Gondo is one of six, gun task force officers to plead guilty in the case, and one of four who are testifying for the government in the federal racketeering trial of Detectives Daniel Hersl and Marcus Taylor.

convicted Baltimore police detective

Momodu Gondo, a convcited Baltimore police detective took the witness stand Monday and implicated slain BPD Detective Sean Suiter. (BPD)

Suiter was investigating a triple homicide in November when he was shot in the head with his own gun in a vacant lot, police have said. His death was ruled a homicide, but remains unsolved despite a $215,000 reward.

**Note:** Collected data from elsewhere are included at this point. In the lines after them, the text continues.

use serde_json::Value;

use super::Middleware;
use crate::context::{RequestContext, Response};
use crate::reply::ResponsePolicy;

/// Rejects requests whose JSON body is missing or lacks required fields.
///
/// Error rendering (text or JSON) follows the supplied [`ResponsePolicy`].
pub struct JsonBodyGuard {
    required: Vec<String>,
    policy: ResponsePolicy,
}

impl JsonBodyGuard {
    /// Require only that a JSON object body is present
    pub fn new(policy: ResponsePolicy) -> Self {
        Self {
            required: Vec::new(),
            policy,
        }
    }

    /// Additionally require the named top-level fields
    #[must_use]
    pub fn require<I, S>(mut self, fields: I) -> Self
    where
        I: IntoIterator<Item = S>,
        S: Into<String>,
    {
        self.required.extend(fields.into_iter().map(Into::into));
        self
    }
}

impl Middleware for JsonBodyGuard {
    fn before(&self, req: &mut RequestContext) -> Option<Response> {
        let body = match &req.body {
            Some(Value::Object(map)) => map,
            _ => return Some(self.policy.error((400, "No JSON body supplied."))),
        };

        let missing: Vec<&str> = self
            .required
            .iter()
            .filter(|field| !body.contains_key(field.as_str()))
            .map(String::as_str)
            .collect();
        if missing.is_empty() {
            None
        } else {
            Some(
                self.policy
                    .error((400, format!("Missing parameters: {}", missing.join(", ")))),
            )
        }
    }
}

/// Validates a path parameter as a non-blank identifier and attaches it to
/// the request as `resource_id`.
pub struct IdGuard {
    parameter: String,
    policy: ResponsePolicy,
}

impl IdGuard {
    /// Guard the `id` path parameter
    pub fn new(policy: ResponsePolicy) -> Self {
        Self {
            parameter: "id".to_string(),
            policy,
        }
    }

    /// Guard a differently named path parameter
    #[must_use]
    pub fn parameter(mut self, name: impl Into<String>) -> Self {
        self.parameter = name.into();
        self
    }
}

impl Middleware for IdGuard {
    fn before(&self, req: &mut RequestContext) -> Option<Response> {
        let raw = match req.get_param(&self.parameter) {
            Some(v) if !v.is_empty() => v,
            _ => return Some(self.policy.error((400, "No ID specified in URL."))),
        };

        let trimmed = raw.trim();
        if trimmed.is_empty() {
            let message = format!("\"{raw}\" is an invalid ID.");
            return Some(self.policy.error((400, message)));
        }

        req.resource_id = Some(Value::String(trimmed.to_string()));
        None
    }
}

/// Validates a path parameter as a numeric identifier and attaches it to the
/// request as `resource_id`.
pub struct NumericIdGuard {
    parameter: String,
    policy: ResponsePolicy,
}

impl NumericIdGuard {
    /// Guard the `id` path parameter
    pub fn new(policy: ResponsePolicy) -> Self {
        Self {
            parameter: "id".to_string(),
            policy,
        }
    }

    /// Guard a differently named path parameter
    #[must_use]
    pub fn parameter(mut self, name: impl Into<String>) -> Self {
        self.parameter = name.into();
        self
    }
}

impl Middleware for NumericIdGuard {
    fn before(&self, req: &mut RequestContext) -> Option<Response> {
        let raw = match req.get_param(&self.parameter) {
            Some(v) if !v.is_empty() => v,
            _ => return Some(self.policy.error((400, "No ID specified in URL."))),
        };

        match raw.trim().parse::<i64>() {
            Ok(id) => {
                req.resource_id = Some(Value::from(id));
                None
            }
            Err(_) => {
                let message = format!("\"{raw}\" is an invalid numeric ID.");
                Some(self.policy.error((400, message)))
            }
        }
    }
}
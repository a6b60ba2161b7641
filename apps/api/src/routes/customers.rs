//! Handlers for the schemaless customer resource.

use axum::{
    extract::{rejection::QueryRejection, Path, Query, State},
    http::StatusCode,
    response::{IntoResponse, Response},
    Json,
};
use bytes::Bytes;
use mongodb::bson::{oid::ObjectId, Bson, Document};
use serde::{Deserialize, Serialize};
use serde_json::Value;
use tracing::info;

use crate::config::parse_bool;
use crate::errors::AppError;
use crate::models::customer::{
    document_to_json, filter_from_query, into_update, json_to_document, parse_day,
};
use crate::routes::{parse_json_body, query_params};
use crate::state::AppState;

const INVALID_DATE: &str = "Invalid date format. Use YYYY-MM-DD.";

#[derive(Debug, Deserialize)]
pub struct BirthdateQuery {
    pub start_date: Option<String>,
    pub end_date: Option<String>,
    pub active: Option<String>,
}

#[derive(Debug, Serialize)]
pub struct UpdatedCustomerResponse {
    pub message: String,
    pub matched_count: u64,
    pub modified_count: u64,
}

#[derive(Debug, Serialize)]
pub struct DeletedCustomerResponse {
    pub message: String,
    pub deleted_count: u64,
}

#[derive(Debug, Serialize)]
pub struct InsertedCustomerResponse {
    pub message: String,
    pub inserted_id: String,
}

fn to_document(value: Value) -> Result<Document, AppError> {
    match value {
        Value::Object(map) => json_to_document(map)
            .map_err(|e| AppError::validation(format!("Document cannot be stored: {e}"))),
        _ => Err(AppError::validation("Each document must be a JSON object")),
    }
}

fn to_json(docs: Vec<Document>) -> Vec<Value> {
    docs.into_iter().map(document_to_json).collect()
}

/// GET /api/v1/customers
///
/// Every query-string pair becomes an exact-match condition.
pub async fn handle_list(
    State(state): State<AppState>,
    query: Result<Query<Vec<(String, String)>>, QueryRejection>,
) -> Result<Json<Vec<Value>>, AppError> {
    let params = query_params(query)?;
    let filter = filter_from_query(&params);
    let docs = state.customers.find_matching(&filter).await?;
    if docs.is_empty() {
        return Err(AppError::not_found("No records are found"));
    }
    Ok(Json(to_json(docs)))
}

/// GET /api/v1/get_customer_by_id/:id
pub async fn handle_get_by_id(
    State(state): State<AppState>,
    Path(id): Path<String>,
) -> Result<Json<Value>, AppError> {
    let oid = ObjectId::parse_str(&id)
        .map_err(|_| AppError::validation(format!("'{id}' is not a valid document id")))?;
    let doc = state
        .customers
        .find_by_id(oid)
        .await?
        .ok_or_else(|| AppError::not_found("Document not found"))?;
    Ok(Json(document_to_json(doc)))
}

/// POST /api/v1/customers
///
/// Body is a JSON array of documents; responds with their new ids.
pub async fn handle_bulk_create(
    State(state): State<AppState>,
    body: Bytes,
) -> Result<(StatusCode, Json<Vec<String>>), AppError> {
    let Value::Array(items) = parse_json_body(&body)? else {
        return Err(AppError::validation("Request body must be a JSON array"));
    };
    if items.is_empty() {
        return Err(AppError::validation(
            "Request body must contain at least one document",
        ));
    }

    let docs = items
        .into_iter()
        .map(to_document)
        .collect::<Result<Vec<_>, _>>()?;
    let ids = state.customers.insert_many(docs).await?;
    info!("Inserted {} customer document(s)", ids.len());

    Ok((
        StatusCode::CREATED,
        Json(ids.into_iter().map(|id| id.to_hex()).collect()),
    ))
}

/// POST /api/v1/customers/:username
///
/// Body is an update document; a plain field map is applied with `$set`.
/// Responds 304 when the customer exists but nothing changed.
pub async fn handle_update(
    State(state): State<AppState>,
    Path(username): Path<String>,
    body: Bytes,
) -> Result<Response, AppError> {
    let update = to_document(parse_json_body(&body)?)?;
    if update.is_empty() {
        return Err(AppError::validation(
            "Request body must contain at least one field to update",
        ));
    }

    let outcome = state
        .customers
        .update_by_username(&username, into_update(update))
        .await?;
    if outcome.matched == 0 {
        return Err(AppError::not_found(format!(
            "Customer '{username}' not found"
        )));
    }
    if outcome.modified == 0 {
        return Ok(StatusCode::NOT_MODIFIED.into_response());
    }

    info!("Updated customer {username}");
    Ok(Json(UpdatedCustomerResponse {
        message: "Customer updated".to_string(),
        matched_count: outcome.matched,
        modified_count: outcome.modified,
    })
    .into_response())
}

/// DELETE /api/v1/customers/:username
pub async fn handle_delete(
    State(state): State<AppState>,
    Path(username): Path<String>,
) -> Result<Json<DeletedCustomerResponse>, AppError> {
    let deleted = state.customers.delete_by_username(&username).await?;
    if deleted == 0 {
        return Err(AppError::not_found(format!(
            "Customer '{username}' not found"
        )));
    }
    info!("Removed customer {username}");

    Ok(Json(DeletedCustomerResponse {
        message: "Customer removed".to_string(),
        deleted_count: deleted,
    }))
}

/// GET /customers_by_birthdate?start_date=&end_date=&active=
pub async fn handle_by_birthdate(
    State(state): State<AppState>,
    query: Result<Query<BirthdateQuery>, QueryRejection>,
) -> Result<Json<Vec<Value>>, AppError> {
    let params = query_params(query)?;
    let (Some(start), Some(end)) = (params.start_date.as_deref(), params.end_date.as_deref())
    else {
        return Err(AppError::validation(
            "Both start_date and end_date parameters are required",
        ));
    };

    let start = parse_day(start).ok_or_else(|| AppError::validation(INVALID_DATE))?;
    let end = parse_day(end).ok_or_else(|| AppError::validation(INVALID_DATE))?;
    let active = params
        .active
        .as_deref()
        .map(parse_bool)
        .transpose()
        .map_err(|_| AppError::validation("active must be true or false"))?;

    let docs = state
        .customers
        .find_by_birthdate(start, end, active)
        .await?;
    Ok(Json(to_json(docs)))
}

/// POST /insert_customer
///
/// Stores one customer; `birthdate` must be `YYYY-MM-DD` and is saved as a
/// datetime.
pub async fn handle_insert(
    State(state): State<AppState>,
    body: Bytes,
) -> Result<(StatusCode, Json<InsertedCustomerResponse>), AppError> {
    let mut doc = to_document(parse_json_body(&body)?)?;

    let birthdate = match doc.get("birthdate") {
        Some(Bson::String(raw)) => {
            parse_day(raw).ok_or_else(|| AppError::validation(INVALID_DATE))?
        }
        Some(_) => return Err(AppError::validation(INVALID_DATE)),
        None => return Err(AppError::validation("birthdate field is required")),
    };
    doc.insert("birthdate", birthdate);

    let id = state.customers.insert_one(doc).await?;
    info!("Inserted customer {}", id.to_hex());

    Ok((
        StatusCode::CREATED,
        Json(InsertedCustomerResponse {
            message: "Insert successful".to_string(),
            inserted_id: id.to_hex(),
        }),
    ))
}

Suiter was shot one day before he was to testify before a federal grand jury that was continuing to investigate claims involving the Gun Trace Task Force. Police have said that they do not believe there is a connection between Suiter’s killing and his scheduled testimony.

Sgt. Wayne Jenkins, the supervisor of the gun unit, was later indicted on a superseding indictment charging that he and Suiter had been involved in a 2010 incident in which drugs were planted on a man who fled and got into a serious crash, reported The Baltimore Sun. According to the indictment, Suiter was oblivious that the drugs had been planted, but had been the one who found them, reported The Baltimore Sun.

Umar Burley, who was sent to federal prison based on the case, said after his conviction was overturned in December that he fled because he believed masked men were robbing him.

Colleagues have said Suiter was an honest and beloved cop.